Google Considerations: OGG Theora or H.264?

Jun 16, 2009

An employee of Google has expressed himself regarding the disadvantages of OGG Theora in comparison with H.264 in a discussion on the mailing list of the web hypertext application technology working group.

Google supports many free software projects, including the Videocodec OGG Theora. The Google browser Chrome is intended to also play videos in free OGG Theora Codec (thanks to HTML 5), in addition to H.264 coded videos. Google would also like to use the capabilities of HTML 5 for its video portal Youtube. In this case, H.264 should also be put to use. According to Chris DiBona, OGG Theora would use too much bandwidth to achieve a quality level consistent with the current state.

"If [YouTube] were to switch to theora and maintain even a semblance of the current youtube quality it would take up most available bandwidth across the internet.”

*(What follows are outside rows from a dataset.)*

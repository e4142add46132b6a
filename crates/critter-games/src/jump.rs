//! The gravity-jump mini-game.
//!
//! A runner at a fixed x position hops over a single obstacle that scrolls
//! in from the right, slightly faster after each clear. One frame =
//! one [`JumpGame::step`]; all units are abstract field cells, the renderer
//! scales them however it likes.

use crate::outcome::{GamePhase, MiniGameOutcome};

/// Playfield width in cells.
pub const FIELD_WIDTH: f64 = 80.0;

/// Runner's fixed x position.
pub const RUNNER_X: f64 = 10.0;

/// Obstacle width and height in cells.
pub const OBSTACLE_SIZE: f64 = 3.0;

const GRAVITY: f64 = 0.35;
const JUMP_VELOCITY: f64 = 2.6;
const BASE_SPEED: f64 = 0.9;
const SPEED_RAMP: f64 = 0.06;
const MAX_SPEED: f64 = 2.4;

/// State of one gravity-jump session.
#[derive(Debug, Clone)]
pub struct JumpGame {
    /// Runner's height above the ground (0 = on the ground).
    altitude: f64,
    velocity: f64,
    obstacle_x: f64,
    obstacle_cleared: bool,
    speed: f64,
    score: u32,
    phase: GamePhase,
    stopped: bool,
}

impl Default for JumpGame {
    fn default() -> Self {
        Self::new()
    }
}

impl JumpGame {
    /// A fresh session, waiting for the first jump.
    pub fn new() -> Self {
        Self {
            altitude: 0.0,
            velocity: 0.0,
            obstacle_x: FIELD_WIDTH,
            obstacle_cleared: false,
            speed: BASE_SPEED,
            score: 0,
            phase: GamePhase::Ready,
            stopped: false,
        }
    }

    /// Jump. Starts the session from `Ready`; while playing, only a grounded
    /// runner can jump again.
    pub fn jump(&mut self) {
        match self.phase {
            GamePhase::Ready => {
                self.phase = GamePhase::Playing;
                self.velocity = JUMP_VELOCITY;
            }
            GamePhase::Playing if self.altitude == 0.0 => {
                self.velocity = JUMP_VELOCITY;
            }
            _ => {}
        }
    }

    /// Quit the session early. Distinguished from a crash: no bonus.
    pub fn stop(&mut self) {
        if self.phase != GamePhase::Over {
            self.phase = GamePhase::Over;
            self.stopped = true;
        }
    }

    /// Advance one frame. Returns `false` once the session is over.
    pub fn step(&mut self) -> bool {
        if self.phase != GamePhase::Playing {
            return self.phase == GamePhase::Ready;
        }

        // Runner physics
        self.velocity -= GRAVITY;
        self.altitude = (self.altitude + self.velocity).max(0.0);
        if self.altitude == 0.0 && self.velocity < 0.0 {
            self.velocity = 0.0;
        }

        // Obstacle scroll
        self.obstacle_x -= self.speed;

        if self.collides() {
            self.phase = GamePhase::Over;
            return false;
        }

        // Score once the obstacle is fully behind the runner
        if !self.obstacle_cleared && self.obstacle_x + OBSTACLE_SIZE < RUNNER_X {
            self.obstacle_cleared = true;
            self.score += 1;
            self.speed = (self.speed + SPEED_RAMP).min(MAX_SPEED);
        }

        // Respawn off the left edge
        if self.obstacle_x + OBSTACLE_SIZE < 0.0 {
            self.obstacle_x = FIELD_WIDTH;
            self.obstacle_cleared = false;
        }

        true
    }

    fn collides(&self) -> bool {
        let overlap_x =
            self.obstacle_x < RUNNER_X + 1.0 && self.obstacle_x + OBSTACLE_SIZE > RUNNER_X;
        overlap_x && self.altitude < OBSTACLE_SIZE
    }

    /// Runner altitude above the ground.
    pub fn altitude(&self) -> f64 {
        self.altitude
    }

    /// Obstacle's left edge x position.
    pub fn obstacle_x(&self) -> f64 {
        self.obstacle_x
    }

    /// Current score.
    pub fn score(&self) -> u32 {
        self.score
    }

    /// Current session phase.
    pub fn phase(&self) -> GamePhase {
        self.phase
    }

    /// Whether the session has ended.
    pub fn is_over(&self) -> bool {
        self.phase == GamePhase::Over
    }

    /// Final report for the simulation.
    pub fn outcome(&self) -> MiniGameOutcome {
        MiniGameOutcome {
            final_score: self.score,
            stopped: self.stopped,
        }
    }
}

Allies of the free Codec did not leave this provocative statement uncontested for long: Greg Maxwell from Xiph published a comparison between H.263/H.264 and the current Theora version on his homepage. He came to the conclusion that Theora’s smaller bitrate clearly cuts better than the currently used on Youtube H.263 Codec and the patent protected H.264 Codec.

Maxwell also received support from Mozilla developers and Wikimedia fans. David Gerard emphasized that the MPEG LA would begin to charge license fees for streaming with H.264. For this reason, many fear Codec will not indefinitely possess the capability of being used easily anymore. A crucial point on possible alternatives to Theora was brought up by free consultant Silvia Pfeiffer and explained that the danger of a submarine patent in Theora is very low.

Following Wikimedia and Archive, Daily Motion is the third biggest film site which uses OGG Theora as Codec. The thus coded videos can be viewed in Firefox 3.5, Opera, or Google Chrome without requiring additional plug-ins.